In occasione di Documentarist, le giornate del documentario che si svolgono quest’anno dall’8 al 13 giugno, saranno proiettati due documentari che esplorano la questione armena e in particolare il difficile rapporto con la memoria e la storia. Due documentari di due registe che partono da esperienze soggettive e che in modo creativo vanno a ritroso nel tempo, rimanendo ben radicati nel presente e interrogandosi sul rapporto con la memoria, l’esperienza dell’oblio e del ricordo, e dunque l’intreccio con la questione armena in Turchia.
Per chi è a Istanbul i due documentari saranno proiettati il 9 giugno nell’Auditorium del Museo Pera:
Questo è il trailer del film:
Sweet Home Adana
di Nagehan Uskan
Sweet Home Adana di Nagehan Uskan è un documentario soggettivo che racconta il viaggio verso casa di Marie, un’armena di Adana, convertita a forza all’Islam. È una storia che racconta un viaggio alla ricerca delle proprie radici e anche di un mancato ritrovamento. Dai vecchi luoghi della memoria armena di Adana agli archivi diplomatici di Nantes (Francia), passando per le ricerche dirompenti dei cacciatori di tesori, Sweet Home Adana mette insieme i vari frammenti che riguardano diversi aspetti della negazione e dell’oblio.
Ecco una breve presentazione della regista, Nagehan Uskan:
Questo documentario è innanzitutto una riflessione sui concetti di radici, passato, patria, esilio, ricordo, oblio e manipolazione della storia come politica di Stato. La ricerca di questa piccola storia familiare, che ho appreso alla fine dei miei vent’anni e che non ho mai sentito direttamente da mia nonna, è per me una ricerca sia politica che artistica. Forse è il mio confronto cinematografico con una verità che personalmente non potevo affrontare. Ho trovato molto difficile affrontare questo tema. La rappresentazione della questione armena è molto complicata, forse impossibile, perché riguarda grandi catastrofi. La rappresentazione mantiene costantemente il dolore in primo piano.

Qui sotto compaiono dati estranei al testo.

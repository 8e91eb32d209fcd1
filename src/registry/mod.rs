//! Service registry.
//!
//! # Responsibilities
//! - Authoritative catalog of services and routes
//! - Resolve (method, path) to a route and its service
//! - Own the background health-checking task
//!
//! # Design Decisions
//! - One `RwLock` for the service map, one for the route list
//! - Every accessor returns clones; nothing live escapes the lock
//! - Lock order is routes → services wherever both are held
//! - Health probes run with no lock held; only the status write locks

pub mod service;

use std::collections::{HashMap, HashSet};
use std::sync::{Arc, Mutex, PoisonError, RwLock, RwLockReadGuard, RwLockWriteGuard};
use std::time::{Duration, SystemTime};

use axum::http::Method;
use serde::Serialize;

use crate::config::schema::GatewayConfig;
use crate::config::validation::ValidationError;
use crate::health::active::HealthTask;
use crate::health::state::HealthStatus;
use crate::routing::rule::{RouteInfo, RouteRule};

pub use service::{ServiceEndpoint, ServiceInfo};

/// Aggregate registry counts for introspection.
#[derive(Debug, Clone, Copy, Default, PartialEq, Eq, Serialize)]
pub struct RegistryStats {
    pub total_services: usize,
    pub healthy_services: usize,
    pub unhealthy_services: usize,
    pub unknown_services: usize,
    pub routes: usize,
}

#[derive(Default)]
pub struct ServiceRegistry {
    services: RwLock<HashMap<String, ServiceEndpoint>>,
    routes: RwLock<Vec<RouteRule>>,
    health_task: Mutex<Option<HealthTask>>,
}

impl std::fmt::Debug for ServiceRegistry {
    fn fmt(&self, f: &mut std::fmt::Formatter<'_>) -> std::fmt::Result {
        f.debug_struct("ServiceRegistry")
            .field("stats", &self.stats())
            .finish()
    }
}

fn read<T>(lock: &RwLock<T>) -> RwLockReadGuard<'_, T> {
    lock.read().unwrap_or_else(PoisonError::into_inner)
}

fn write<T>(lock: &RwLock<T>) -> RwLockWriteGuard<'_, T> {
    lock.write().unwrap_or_else(PoisonError::into_inner)
}

impl ServiceRegistry {
    pub fn new() -> Self {
        Self::default()
    }

    /// Build a registry from a validated configuration.
    pub fn from_config(config: &GatewayConfig) -> Result<Self, Vec<ValidationError>> {
        let registry = Self::new();
        registry.apply_config(config)?;
        Ok(registry)
    }

    /// Compile services and routes from `config` and swap them in atomically.
    pub fn apply_config(&self, config: &GatewayConfig) -> Result<(), Vec<ValidationError>> {
        let mut errors = Vec::new();
        let services: Vec<_> = config
            .services
            .iter()
            .filter_map(|s| ServiceEndpoint::from_config(s).map_err(|e| errors.push(e)).ok())
            .collect();
        let routes: Vec<_> = config
            .routes
            .iter()
            .filter_map(|r| RouteRule::from_config(r).map_err(|e| errors.push(e)).ok())
            .collect();

        if !errors.is_empty() {
            return Err(errors);
        }
        self.replace(services, routes)
    }

    /// Upsert a service by name. Status is reset to unknown.
    pub fn register_service(&self, mut endpoint: ServiceEndpoint) -> Result<(), ValidationError> {
        endpoint.validate()?;
        endpoint.normalize();

        tracing::info!(service = %endpoint.name, url = %endpoint.url, "Service registered");
        write(&self.services).insert(endpoint.name.clone(), endpoint);
        Ok(())
    }

    /// Remove a service. Routes pointing at it stop resolving.
    pub fn deregister_service(&self, name: &str) -> bool {
        let removed = write(&self.services).remove(name).is_some();
        if removed {
            tracing::info!(service = %name, "Service deregistered");
        }
        removed
    }

    /// Append a route. The target service is checked by
    /// [`validate_configuration`](Self::validate_configuration), so routes and
    /// services may be registered in either order.
    pub fn register_route(&self, rule: RouteRule) {
        tracing::debug!(path = %rule.path.as_str(), method = %rule.method, service = %rule.service, "Route registered");
        write(&self.routes).push(rule);
    }

    pub fn get_service(&self, name: &str) -> Option<ServiceEndpoint> {
        read(&self.services).get(name).cloned()
    }

    /// First registered route matching `method` and `path`, with its service.
    ///
    /// A match whose service is missing or disabled resolves to `None`; later
    /// rules are not consulted.
    pub fn find_route(&self, method: &Method, path: &str) -> Option<(RouteRule, ServiceEndpoint)> {
        let routes = read(&self.routes);
        let rule = routes.iter().find(|r| r.matches(method, path))?;

        let services = read(&self.services);
        let service = services.get(&rule.service).filter(|s| s.enabled)?;
        Some((rule.clone(), service.clone()))
    }

    /// Snapshot of enabled services whose last probe was healthy.
    pub fn get_healthy_services(&self) -> HashMap<String, ServiceEndpoint> {
        read(&self.services)
            .iter()
            .filter(|(_, s)| s.is_healthy())
            .map(|(name, s)| (name.clone(), s.clone()))
            .collect()
    }

    /// Snapshot of enabled services (the health checker's work list).
    pub fn enabled_services(&self) -> Vec<ServiceEndpoint> {
        read(&self.services)
            .values()
            .filter(|s| s.enabled)
            .cloned()
            .collect()
    }

    /// All services sorted by name.
    pub fn list_services(&self) -> Vec<ServiceEndpoint> {
        let mut services: Vec<_> = read(&self.services).values().cloned().collect();
        services.sort_by(|a, b| a.name.cmp(&b.name));
        services
    }

    /// All routes in registration order.
    pub fn list_routes(&self) -> Vec<RouteRule> {
        read(&self.routes).clone()
    }

    pub fn route_infos(&self) -> Vec<RouteInfo> {
        read(&self.routes).iter().map(RouteRule::info).collect()
    }

    pub fn stats(&self) -> RegistryStats {
        let routes = read(&self.routes).len();
        let services = read(&self.services);

        let mut stats = RegistryStats {
            total_services: services.len(),
            routes,
            ..Default::default()
        };
        for service in services.values() {
            match service.status {
                HealthStatus::Healthy => stats.healthy_services += 1,
                HealthStatus::Unhealthy => stats.unhealthy_services += 1,
                HealthStatus::Unknown => stats.unknown_services += 1,
            }
        }
        stats
    }

    /// Check that every route targets a registered service.
    pub fn validate_configuration(&self) -> Result<(), Vec<ValidationError>> {
        let routes = read(&self.routes);
        let services = read(&self.services);

        let errors: Vec<_> = routes
            .iter()
            .enumerate()
            .filter(|(_, r)| !services.contains_key(&r.service))
            .map(|(index, r)| ValidationError::UnknownService {
                index,
                path: r.path.as_str().to_string(),
                service: r.service.clone(),
            })
            .collect();

        if errors.is_empty() {
            Ok(())
        } else {
            Err(errors)
        }
    }

    /// Replace the whole service map and route list in one step.
    ///
    /// Nothing changes unless the new set validates. Health observations are
    /// carried over for services whose name and URL are unchanged.
    pub fn replace(
        &self,
        services: Vec<ServiceEndpoint>,
        routes: Vec<RouteRule>,
    ) -> Result<(), Vec<ValidationError>> {
        let mut errors = Vec::new();
        let mut next = HashMap::with_capacity(services.len());

        for mut service in services {
            if let Err(e) = service.validate() {
                errors.push(e);
                continue;
            }
            service.normalize();
            if next.contains_key(&service.name) {
                errors.push(ValidationError::DuplicateService { name: service.name });
                continue;
            }
            next.insert(service.name.clone(), service);
        }

        let names: HashSet<&String> = next.keys().collect();
        for (index, route) in routes.iter().enumerate() {
            if !names.contains(&route.service) {
                errors.push(ValidationError::UnknownService {
                    index,
                    path: route.path.as_str().to_string(),
                    service: route.service.clone(),
                });
            }
        }
        if !errors.is_empty() {
            return Err(errors);
        }

        let mut current_routes = write(&self.routes);
        let mut current_services = write(&self.services);

        for (name, service) in next.iter_mut() {
            if let Some(previous) = current_services.get(name) {
                if previous.url == service.url {
                    service.status = previous.status;
                    service.last_checked = previous.last_checked;
                    service.latency = previous.latency;
                }
            }
        }

        tracing::info!(services = next.len(), routes = routes.len(), "Registry replaced");
        *current_services = next;
        *current_routes = routes;
        Ok(())
    }

    /// Write back one probe result. Ignored when the service was removed or
    /// re-pointed at another URL while the probe was in flight.
    pub(crate) fn record_health(
        &self,
        probed: &ServiceEndpoint,
        status: HealthStatus,
        latency: Duration,
        checked_at: SystemTime,
    ) -> Option<HealthStatus> {
        let mut services = write(&self.services);
        let service = services
            .get_mut(&probed.name)
            .filter(|s| s.url == probed.url)?;

        let previous = service.status;
        service.status = status;
        service.latency = Some(latency);
        service.last_checked = Some(checked_at);
        Some(previous)
    }

    /// Start the background health-checking loop. The first round runs
    /// immediately. Returns `false` if a loop is already running.
    pub fn start_health_checking(self: &Arc<Self>, interval: Duration) -> bool {
        let mut task = self
            .health_task
            .lock()
            .unwrap_or_else(PoisonError::into_inner);

        if task.as_ref().is_some_and(|t| !t.is_finished()) {
            tracing::debug!("Health checking already running");
            return false;
        }

        *task = Some(HealthTask::spawn(Arc::downgrade(self), interval));
        true
    }

    /// Stop the loop and wait for it to exit. Returns `false` if it was not
    /// running.
    pub async fn stop_health_checking(&self) -> bool {
        let task = self
            .health_task
            .lock()
            .unwrap_or_else(PoisonError::into_inner)
            .take();

        match task {
            Some(task) => {
                task.stop().await;
                true
            }
            None => false,
        }
    }

    pub fn is_health_checking(&self) -> bool {
        self.health_task
            .lock()
            .unwrap_or_else(PoisonError::into_inner)
            .as_ref()
            .is_some_and(|t| !t.is_finished())
    }
}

Durante la mia ricerca sul campo ad Adana, ho pensato che anche le fosse del tesoro che ho visto nei luoghi della memoria armena potessero diventare parte della ricerca. Lì c’era una ricerca parallela alla mia, ma che comportava anche la distruzione. Ho pensato che questo potesse creare una buona dialettica per rappresentare il colpevole. Ho guardato centinaia di video di tesori su YouTube e ho deciso di usare questi filmati trovati di cacciatori di tesori che si auto-rappresentano. L’irrazionalità di questi video ha aggiunto un umorismo tragicomico e mi ha reso più facile affrontare il tema.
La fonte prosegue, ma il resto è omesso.